[DATASET ENTRIES Boundary: Start]
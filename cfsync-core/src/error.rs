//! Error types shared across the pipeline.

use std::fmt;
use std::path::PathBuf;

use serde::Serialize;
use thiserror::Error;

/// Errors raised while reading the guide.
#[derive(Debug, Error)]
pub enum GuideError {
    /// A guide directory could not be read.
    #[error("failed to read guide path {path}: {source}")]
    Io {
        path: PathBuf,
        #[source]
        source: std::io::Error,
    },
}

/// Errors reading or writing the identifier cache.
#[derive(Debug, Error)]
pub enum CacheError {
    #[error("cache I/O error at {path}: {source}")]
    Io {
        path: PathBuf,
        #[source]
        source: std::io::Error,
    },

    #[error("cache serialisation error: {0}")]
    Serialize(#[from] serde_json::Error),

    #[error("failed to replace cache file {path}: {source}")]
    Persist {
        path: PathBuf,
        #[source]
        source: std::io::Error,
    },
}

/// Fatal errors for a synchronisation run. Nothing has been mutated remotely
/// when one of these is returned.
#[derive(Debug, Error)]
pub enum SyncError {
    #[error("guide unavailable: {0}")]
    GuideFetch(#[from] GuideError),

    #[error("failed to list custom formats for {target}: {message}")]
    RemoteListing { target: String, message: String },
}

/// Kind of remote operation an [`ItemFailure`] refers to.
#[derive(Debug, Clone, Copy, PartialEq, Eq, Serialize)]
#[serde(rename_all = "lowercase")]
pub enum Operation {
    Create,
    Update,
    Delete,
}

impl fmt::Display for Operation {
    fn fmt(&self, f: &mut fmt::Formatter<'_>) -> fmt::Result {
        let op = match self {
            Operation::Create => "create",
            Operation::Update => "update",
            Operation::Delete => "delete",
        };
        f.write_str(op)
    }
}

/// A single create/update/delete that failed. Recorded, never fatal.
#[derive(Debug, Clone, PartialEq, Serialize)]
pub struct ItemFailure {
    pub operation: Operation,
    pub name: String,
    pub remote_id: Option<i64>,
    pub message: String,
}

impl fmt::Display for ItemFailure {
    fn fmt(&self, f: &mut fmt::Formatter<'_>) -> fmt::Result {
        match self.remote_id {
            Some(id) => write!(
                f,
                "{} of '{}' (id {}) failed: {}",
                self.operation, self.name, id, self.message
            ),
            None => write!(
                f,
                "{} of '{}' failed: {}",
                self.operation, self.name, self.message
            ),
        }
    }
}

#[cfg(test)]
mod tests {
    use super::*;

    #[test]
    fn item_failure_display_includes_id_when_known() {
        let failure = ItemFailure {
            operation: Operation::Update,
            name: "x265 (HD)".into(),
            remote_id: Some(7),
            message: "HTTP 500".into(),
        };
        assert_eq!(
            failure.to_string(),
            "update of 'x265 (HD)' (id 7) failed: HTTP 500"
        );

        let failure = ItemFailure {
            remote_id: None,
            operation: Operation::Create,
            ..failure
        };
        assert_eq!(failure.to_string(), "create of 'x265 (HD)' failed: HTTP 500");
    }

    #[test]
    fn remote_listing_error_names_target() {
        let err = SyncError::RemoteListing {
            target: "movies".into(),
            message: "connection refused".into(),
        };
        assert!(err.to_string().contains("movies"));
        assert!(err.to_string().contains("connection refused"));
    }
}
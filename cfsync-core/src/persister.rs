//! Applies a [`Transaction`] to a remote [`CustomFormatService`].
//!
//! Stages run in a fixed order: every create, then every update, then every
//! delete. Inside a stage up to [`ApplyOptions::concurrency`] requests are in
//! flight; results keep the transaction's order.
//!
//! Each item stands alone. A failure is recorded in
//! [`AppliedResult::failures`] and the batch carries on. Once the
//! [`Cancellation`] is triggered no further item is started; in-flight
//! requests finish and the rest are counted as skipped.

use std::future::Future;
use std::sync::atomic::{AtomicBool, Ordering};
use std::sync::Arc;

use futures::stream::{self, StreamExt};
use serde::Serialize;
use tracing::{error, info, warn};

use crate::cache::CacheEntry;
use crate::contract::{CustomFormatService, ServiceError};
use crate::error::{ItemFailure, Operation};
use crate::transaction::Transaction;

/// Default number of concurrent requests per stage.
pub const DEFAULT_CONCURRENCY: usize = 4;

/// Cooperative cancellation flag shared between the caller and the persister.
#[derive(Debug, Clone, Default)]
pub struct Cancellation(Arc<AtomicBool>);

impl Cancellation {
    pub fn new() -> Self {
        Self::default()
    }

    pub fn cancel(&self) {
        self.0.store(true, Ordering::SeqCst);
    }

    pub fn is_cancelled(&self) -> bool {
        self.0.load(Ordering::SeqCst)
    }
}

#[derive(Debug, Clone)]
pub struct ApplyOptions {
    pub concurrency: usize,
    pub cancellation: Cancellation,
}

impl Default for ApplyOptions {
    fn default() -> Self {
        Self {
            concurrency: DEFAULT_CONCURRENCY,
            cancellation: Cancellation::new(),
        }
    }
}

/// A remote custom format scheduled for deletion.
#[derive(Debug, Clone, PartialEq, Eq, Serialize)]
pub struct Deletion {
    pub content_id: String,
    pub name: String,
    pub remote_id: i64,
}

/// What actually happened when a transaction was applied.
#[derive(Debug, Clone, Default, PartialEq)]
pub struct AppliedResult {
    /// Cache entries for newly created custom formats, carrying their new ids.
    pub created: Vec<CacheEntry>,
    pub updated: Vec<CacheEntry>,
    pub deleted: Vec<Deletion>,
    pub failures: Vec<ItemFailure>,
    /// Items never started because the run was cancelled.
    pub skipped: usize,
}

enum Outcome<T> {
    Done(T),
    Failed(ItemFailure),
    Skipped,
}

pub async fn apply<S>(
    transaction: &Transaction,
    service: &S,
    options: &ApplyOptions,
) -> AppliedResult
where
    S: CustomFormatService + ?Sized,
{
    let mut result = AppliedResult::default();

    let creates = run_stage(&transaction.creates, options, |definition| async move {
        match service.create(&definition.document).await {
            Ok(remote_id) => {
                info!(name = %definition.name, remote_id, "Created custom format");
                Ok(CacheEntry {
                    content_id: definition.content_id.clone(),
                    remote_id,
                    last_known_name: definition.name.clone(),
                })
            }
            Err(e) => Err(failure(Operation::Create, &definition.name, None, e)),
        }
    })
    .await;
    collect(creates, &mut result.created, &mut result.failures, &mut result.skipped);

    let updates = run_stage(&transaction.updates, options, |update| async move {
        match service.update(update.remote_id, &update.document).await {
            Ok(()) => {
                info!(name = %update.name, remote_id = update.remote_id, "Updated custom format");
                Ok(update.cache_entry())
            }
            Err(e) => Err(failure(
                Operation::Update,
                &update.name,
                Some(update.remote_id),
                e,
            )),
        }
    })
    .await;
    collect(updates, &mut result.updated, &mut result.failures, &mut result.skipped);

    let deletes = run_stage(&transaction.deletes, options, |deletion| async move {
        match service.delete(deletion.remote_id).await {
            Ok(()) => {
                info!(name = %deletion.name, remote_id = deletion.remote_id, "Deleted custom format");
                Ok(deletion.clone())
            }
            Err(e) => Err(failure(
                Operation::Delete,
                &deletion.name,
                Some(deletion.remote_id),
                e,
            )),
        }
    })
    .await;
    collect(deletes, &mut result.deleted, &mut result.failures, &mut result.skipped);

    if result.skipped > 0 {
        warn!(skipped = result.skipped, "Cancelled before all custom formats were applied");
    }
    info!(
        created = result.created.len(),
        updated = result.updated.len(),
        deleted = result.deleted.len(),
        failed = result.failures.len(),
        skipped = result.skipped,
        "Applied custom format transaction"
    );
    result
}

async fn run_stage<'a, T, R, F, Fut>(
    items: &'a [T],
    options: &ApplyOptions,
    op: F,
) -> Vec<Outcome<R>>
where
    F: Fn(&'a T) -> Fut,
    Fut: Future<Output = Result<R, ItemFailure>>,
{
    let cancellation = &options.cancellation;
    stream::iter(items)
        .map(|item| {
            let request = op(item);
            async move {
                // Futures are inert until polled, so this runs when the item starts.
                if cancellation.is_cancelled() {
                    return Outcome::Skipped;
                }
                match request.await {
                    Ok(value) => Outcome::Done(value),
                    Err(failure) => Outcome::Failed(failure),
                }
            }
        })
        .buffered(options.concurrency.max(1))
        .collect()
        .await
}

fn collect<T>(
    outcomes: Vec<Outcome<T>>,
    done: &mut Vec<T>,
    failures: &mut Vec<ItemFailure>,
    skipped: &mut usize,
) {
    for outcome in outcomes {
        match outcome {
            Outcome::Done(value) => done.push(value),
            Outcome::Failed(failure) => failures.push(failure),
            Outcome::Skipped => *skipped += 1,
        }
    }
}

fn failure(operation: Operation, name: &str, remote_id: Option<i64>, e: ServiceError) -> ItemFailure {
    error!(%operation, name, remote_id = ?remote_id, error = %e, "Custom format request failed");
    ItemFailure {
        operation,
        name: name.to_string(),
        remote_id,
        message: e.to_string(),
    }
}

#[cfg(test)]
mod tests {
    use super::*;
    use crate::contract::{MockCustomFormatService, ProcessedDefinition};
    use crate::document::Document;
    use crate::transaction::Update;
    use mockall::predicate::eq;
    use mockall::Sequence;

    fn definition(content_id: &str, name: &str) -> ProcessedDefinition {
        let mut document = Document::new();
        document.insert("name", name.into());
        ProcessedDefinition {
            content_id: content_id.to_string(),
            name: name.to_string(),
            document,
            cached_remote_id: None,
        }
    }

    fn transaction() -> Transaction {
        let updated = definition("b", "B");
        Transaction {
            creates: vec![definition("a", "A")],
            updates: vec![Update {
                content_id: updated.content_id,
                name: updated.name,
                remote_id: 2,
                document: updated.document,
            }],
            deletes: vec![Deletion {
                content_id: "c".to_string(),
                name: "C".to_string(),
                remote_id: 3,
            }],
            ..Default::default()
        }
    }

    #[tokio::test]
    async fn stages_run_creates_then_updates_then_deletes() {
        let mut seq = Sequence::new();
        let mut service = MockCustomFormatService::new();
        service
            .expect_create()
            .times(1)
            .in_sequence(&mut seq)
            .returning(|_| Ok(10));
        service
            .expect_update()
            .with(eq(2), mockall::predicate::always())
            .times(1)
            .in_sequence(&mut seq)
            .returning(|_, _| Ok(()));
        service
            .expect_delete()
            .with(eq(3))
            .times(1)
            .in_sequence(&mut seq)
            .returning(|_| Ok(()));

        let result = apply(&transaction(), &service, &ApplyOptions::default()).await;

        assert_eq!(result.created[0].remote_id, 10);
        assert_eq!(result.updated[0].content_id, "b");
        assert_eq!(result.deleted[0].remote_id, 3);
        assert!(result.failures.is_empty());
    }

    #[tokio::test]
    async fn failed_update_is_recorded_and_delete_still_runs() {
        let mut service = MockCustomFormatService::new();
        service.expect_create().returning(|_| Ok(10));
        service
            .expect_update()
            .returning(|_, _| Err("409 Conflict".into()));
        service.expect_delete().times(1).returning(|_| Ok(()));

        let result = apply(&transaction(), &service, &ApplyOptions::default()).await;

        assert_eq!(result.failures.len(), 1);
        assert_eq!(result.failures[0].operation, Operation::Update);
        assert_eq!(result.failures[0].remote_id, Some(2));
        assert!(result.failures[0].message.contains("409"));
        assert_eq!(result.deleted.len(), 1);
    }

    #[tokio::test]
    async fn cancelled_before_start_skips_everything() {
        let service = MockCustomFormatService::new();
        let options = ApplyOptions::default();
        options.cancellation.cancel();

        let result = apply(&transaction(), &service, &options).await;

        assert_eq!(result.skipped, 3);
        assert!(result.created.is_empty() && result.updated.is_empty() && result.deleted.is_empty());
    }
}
[DATASET ENTRIES Boundary: End]
● ASSIGNMENT:
Bring together all lines of the entries above in which the string "contract" occurs.

● EXPECTED ANSWER:
use crate::contract::{CustomFormatService, ServiceError};
    use crate::contract::{MockCustomFormatService, ProcessedDefinition};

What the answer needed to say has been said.